═══ RECORDS FOR THIS TASK

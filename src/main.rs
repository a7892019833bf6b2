// Copyright (c) 2026 rezky_nightky

mod animation;
mod backend;
mod cell;
mod charset;
mod config;
mod droplet;
mod error;
mod field;
mod frame;
mod palette;
mod runtime;
mod signal;
mod terminal;

use std::env;
use std::fs::File;
use std::io::stdout;
use std::path::Path;
use std::process::ExitCode;
use std::sync::Mutex;

use clap::builder::styling::{AnsiColor as ClapAnsiColor, Color as ClapColor};
use clap::builder::styling::{Effects as ClapEffects, Style as ClapStyle};
use clap::builder::Styles as ClapStyles;
use clap::{CommandFactory, FromArgMatches};
use rand::rngs::StdRng;
use rand::SeedableRng;
use tracing::{error, info};
use tracing_subscriber::filter::LevelFilter;
use tracing_subscriber::EnvFilter;

use crate::animation::{Animation, Outcome};
use crate::backend::{AnsiBackend, Backend, CrosstermBackend};
use crate::charset::print_list_charsets;
use crate::config::{
    color_enabled_stdout, color_mode_from_flag, detect_color_mode_auto, Args, BackendKind,
    RainConfig,
};
use crate::error::Result;
use crate::signal::InterruptFlag;
use crate::terminal::{restore_terminal_best_effort, CrosstermEvents, TerminalGuard};

const HELP_TEMPLATE_PLAIN: &str = "\
{before-help}{about-with-newline}
USAGE:
  {usage}

{all-args}{after-help}";

const HELP_TEMPLATE_COLOR: &str = "\
{before-help}{about-with-newline}
\x1b[1;36mUSAGE:\x1b[0m
  {usage}

{all-args}{after-help}";

fn build_info() -> &'static str {
    env!("MATRIX_RAIN_BUILD")
}

fn git_sha() -> &'static str {
    env!("MATRIX_RAIN_GIT_SHA")
}

fn clap_styles() -> ClapStyles {
    ClapStyles::styled()
        .header(
            ClapStyle::new()
                .effects(ClapEffects::BOLD)
                .fg_color(Some(ClapColor::Ansi(ClapAnsiColor::Cyan))),
        )
        .usage(
            ClapStyle::new()
                .effects(ClapEffects::BOLD)
                .fg_color(Some(ClapColor::Ansi(ClapAnsiColor::Green))),
        )
        .literal(ClapStyle::new().fg_color(Some(ClapColor::Ansi(ClapAnsiColor::Yellow))))
        .placeholder(ClapStyle::new().fg_color(Some(ClapColor::Ansi(ClapAnsiColor::Magenta))))
}

fn parse_args() -> Args {
    let mut cmd = Args::command().styles(clap_styles());
    let help_template = if color_enabled_stdout() {
        HELP_TEMPLATE_COLOR
    } else {
        HELP_TEMPLATE_PLAIN
    };
    cmd = cmd.help_template(help_template);
    cmd.build();

    if cmd.get_arguments().any(|a| a.get_id().as_str() == "help") {
        cmd = cmd.mut_arg("help", |a| a.help_heading("HELP"));
    }

    let matches = cmd.get_matches();
    Args::from_arg_matches(&matches).unwrap_or_else(|e| e.exit())
}

/// Stdout belongs to the animation, so diagnostics only go to a file when asked.
fn init_tracing(path: &Path) -> Result<()> {
    let file = File::create(path)?;
    let filter = EnvFilter::builder()
        .with_default_directive(LevelFilter::INFO.into())
        .from_env_lossy();
    tracing_subscriber::fmt()
        .with_env_filter(filter)
        .with_ansi(false)
        .with_writer(Mutex::new(file))
        .init();
    Ok(())
}

fn print_check_bitcolor(args: &Args) -> Result<()> {
    let colorterm = env::var("COLORTERM").unwrap_or_default();
    let term = env::var("TERM").unwrap_or_default();
    let auto = detect_color_mode_auto();
    let effective = color_mode_from_flag(args.colormode)?;

    println!("BITCOLOR CHECK:");
    println!(
        "  COLORTERM: {}",
        if colorterm.is_empty() {
            "(unset)"
        } else {
            &colorterm
        }
    );
    println!(
        "  TERM: {}",
        if term.is_empty() { "(unset)" } else { &term }
    );
    println!("  auto_detected: {}", auto.label());
    if args.colormode.is_some() {
        println!("  forced: {}", effective.label());
    }
    println!("  effective: {}", effective.label());
    Ok(())
}

fn print_info() {
    println!("Version: v{}", env!("CARGO_PKG_VERSION"));
    if git_sha().is_empty() {
        println!("Build: {}", build_info());
    } else {
        println!("Build: {} ({})", build_info(), git_sha());
    }
    println!("Copyright: (c) 2026 {}", env!("CARGO_PKG_AUTHORS"));
    println!("License: {}", env!("CARGO_PKG_LICENSE"));
    println!("Source: {}", env!("CARGO_PKG_REPOSITORY"));
}

fn play<B: Backend>(backend: B, config: &RainConfig, interrupt: InterruptFlag) -> Result<Outcome> {
    let rng = match config.seed {
        Some(seed) => StdRng::seed_from_u64(seed),
        None => StdRng::from_os_rng(),
    };
    let _guard = TerminalGuard::new()?;
    let mut animation = Animation::new(backend, CrosstermEvents, config, rng, interrupt)?;
    animation.run()
}

fn run(args: &Args) -> Result<()> {
    let config = RainConfig::from_args(args)?;
    if let Some(path) = &args.log_file {
        init_tracing(path)?;
    }

    let interrupt = InterruptFlag::new();
    interrupt.install()?;

    info!(
        fps = 1.0 / config.frame_budget.as_secs_f64(),
        backend = ?config.backend,
        color_mode = config.color_mode.label(),
        glyphs = config.chars.len(),
        seed = ?config.seed,
        "starting rain"
    );

    let outcome = match config.backend {
        BackendKind::Crossterm => play(CrosstermBackend::new(stdout()), &config, interrupt),
        BackendKind::Ansi => play(AnsiBackend::new(stdout()), &config, interrupt),
    }?;

    info!(
        reason = ?outcome.reason,
        frames = outcome.frames,
        elapsed_s = outcome.elapsed.as_secs_f64(),
        "rain stopped"
    );
    Ok(())
}

fn main() -> ExitCode {
    std::panic::set_hook(Box::new(|info| {
        restore_terminal_best_effort();
        eprintln!("{}", info);
    }));

    let args = parse_args();

    if args.list_charsets {
        print_list_charsets();
        return ExitCode::SUCCESS;
    }

    if args.version {
        println!("{} {}", env!("CARGO_PKG_NAME"), env!("CARGO_PKG_VERSION"));
        return ExitCode::SUCCESS;
    }

    if args.info {
        print_info();
        return ExitCode::SUCCESS;
    }

    let result = if args.check_bitcolor {
        print_check_bitcolor(&args)
    } else {
        run(&args)
    };

    match result {
        Ok(()) => ExitCode::SUCCESS,
        Err(e) => {
            error!(error = %e, "matrix-rain failed");
            eprintln!("{}", e);
            ExitCode::FAILURE
        }
    }
}
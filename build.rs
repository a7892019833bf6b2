fn main() {
    println!("cargo:rerun-if-env-changed=MATRIX_RAIN_BUILD");
    println!("cargo:rerun-if-env-changed=GITHUB_SHA");

    let build_id = match std::env::var("MATRIX_RAIN_BUILD") {
        Ok(v) if !v.is_empty() => v,
        _ => infer_build_id(),
    };
    println!("cargo:rustc-env=MATRIX_RAIN_BUILD={}", build_id);

    let sha = git_short_sha()
        .or_else(|| env_short_sha("GITHUB_SHA"))
        .unwrap_or_default();
    println!("cargo:rustc-env=MATRIX_RAIN_GIT_SHA={}", sha);
}

fn short_hex(v: &str) -> Option<String> {
    let v = v.trim();
    let short = &v[..v.len().min(7)];
    if !short.is_empty() && short.chars().all(|c| c.is_ascii_hexdigit()) {
        Some(short.to_ascii_lowercase())
    } else {
        None
    }
}

fn env_short_sha(name: &str) -> Option<String> {
    short_hex(&std::env::var(name).ok()?)
}

fn git_short_sha() -> Option<String> {
    let out = std::process::Command::new("git")
        .args(["rev-parse", "--short=7", "HEAD"])
        .output()
        .ok()?;
    if !out.status.success() {
        return None;
    }
    short_hex(&String::from_utf8(out.stdout).ok()?)
}

fn infer_build_id() -> String {
    let os = match std::env::var("CARGO_CFG_TARGET_OS").as_deref() {
        Ok("macos") => "darwin".to_string(),
        Ok(other) => other.to_string(),
        Err(_) => "unknown".to_string(),
    };
    let arch = std::env::var("CARGO_CFG_TARGET_ARCH").unwrap_or_else(|_| "unknown".to_string());
    format!("{os}-{arch}")
}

══════

Each line in the data that holds the string "AnsiBackend" should be found and copied.

ANSWER TO THE PROBLEM:
use crate::backend::{AnsiBackend, Backend, CrosstermBackend};
        BackendKind::Ansi => play(AnsiBackend::new(stdout()), &config, interrupt),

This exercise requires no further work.